Task to complete ▸
Within these entries, which lines include the string "common"? Copy each one.

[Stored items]

=======

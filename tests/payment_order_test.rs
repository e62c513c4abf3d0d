//! Payment order creation and cache-through reads.

mod common;

use axum::http::StatusCode;
use serde_json::json;
use std::sync::Arc;
use uuid::Uuid;

use common::{get, post_json, test_app, test_app_with_cache, FailingCache};

#[tokio::test]
async fn create_returns_gateway_order_reference() {
    let harness = test_app();
    let user_id = harness.seed_user();

    let (status, body) = post_json(
        &harness.app,
        "/payment-orders",
        json!({ "user_id": user_id, "amount": 10_000 }),
    )
    .await;

    assert_eq!(status, StatusCode::OK);
    assert_eq!(body["amount"], 10_000);
    assert_eq!(body["currency"], "INR");
    assert!(body["gateway_order_id"]
        .as_str()
        .unwrap()
        .starts_with("order_MOCK"));
    assert_eq!(harness.gateway.calls_named("create_order"), 1);
}

#[tokio::test]
async fn below_minimum_amount_fails_without_gateway_call() {
    let harness = test_app();
    let user_id = harness.seed_user();

    let (status, body) = post_json(
        &harness.app,
        "/payment-orders",
        json!({ "user_id": user_id, "amount": 50 }),
    )
    .await;

    assert_eq!(status, StatusCode::BAD_REQUEST);
    assert!(body["error"].as_str().unwrap().contains("below the minimum"));
    assert_eq!(harness.gateway.call_count(), 0);
}

#[tokio::test]
async fn unknown_user_fails_without_gateway_call() {
    let harness = test_app();

    let (status, _) = post_json(
        &harness.app,
        "/payment-orders",
        json!({ "user_id": Uuid::new_v4(), "amount": 10_000 }),
    )
    .await;

    assert_eq!(status, StatusCode::NOT_FOUND);
    assert_eq!(harness.gateway.call_count(), 0);
}

#[tokio::test]
async fn gateway_failure_leaves_no_local_row() {
    let harness = test_app();
    let user_id = harness.seed_user();
    harness
        .gateway
        .fail_create_order
        .store(true, std::sync::atomic::Ordering::SeqCst);

    let (status, _) = post_json(
        &harness.app,
        "/payment-orders",
        json!({ "user_id": user_id, "amount": 10_000 }),
    )
    .await;

    assert_eq!(status, StatusCode::BAD_GATEWAY);
    // Nothing was persisted, so a lookup by any gateway id misses.
    let (status, _) = get(&harness.app, "/payment-orders/order_MOCK_0000").await;
    assert_eq!(status, StatusCode::NOT_FOUND);
}

#[tokio::test]
async fn get_reads_through_and_misses_cleanly() {
    let harness = test_app();
    let user_id = harness.seed_user();

    let (_, created) = post_json(
        &harness.app,
        "/payment-orders",
        json!({ "user_id": user_id, "amount": 12_345 }),
    )
    .await;
    let gateway_order_id = created["gateway_order_id"].as_str().unwrap();

    let (status, body) = get(
        &harness.app,
        &format!("/payment-orders/{}", gateway_order_id),
    )
    .await;
    assert_eq!(status, StatusCode::OK);
    assert_eq!(body["amount_minor"], 12_345);
    assert_eq!(body["status"], "created");

    let (status, _) = get(&harness.app, "/payment-orders/order_NOPE").await;
    assert_eq!(status, StatusCode::NOT_FOUND);
}

#[tokio::test]
async fn cache_failure_never_fails_the_read() {
    let harness = test_app_with_cache(Arc::new(FailingCache));
    let user_id = harness.seed_user();

    let (status, created) = post_json(
        &harness.app,
        "/payment-orders",
        json!({ "user_id": user_id, "amount": 10_000 }),
    )
    .await;
    assert_eq!(status, StatusCode::OK);

    let gateway_order_id = created["gateway_order_id"].as_str().unwrap();
    let (status, body) = get(
        &harness.app,
        &format!("/payment-orders/{}", gateway_order_id),
    )
    .await;
    assert_eq!(status, StatusCode::OK);
    assert_eq!(body["gateway_order_id"], *gateway_order_id);
}

#[tokio::test]
async fn explicit_receipt_and_currency_are_preserved() {
    let harness = test_app();
    let user_id = harness.seed_user();

    let (status, created) = post_json(
        &harness.app,
        "/payment-orders",
        json!({
            "user_id": user_id,
            "amount": 5_000,
            "currency": "USD",
            "receipt": "receipt_custom_1"
        }),
    )
    .await;
    assert_eq!(status, StatusCode::OK);
    assert_eq!(created["currency"], "USD");

    let gateway_order_id = created["gateway_order_id"].as_str().unwrap();
    let (_, body) = get(
        &harness.app,
        &format!("/payment-orders/{}", gateway_order_id),
    )
    .await;
    assert_eq!(body["receipt"], "receipt_custom_1");
}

=======

Answer to this task ▸
mod common;
use common::{get, post_json, test_app, test_app_with_cache, FailingCache};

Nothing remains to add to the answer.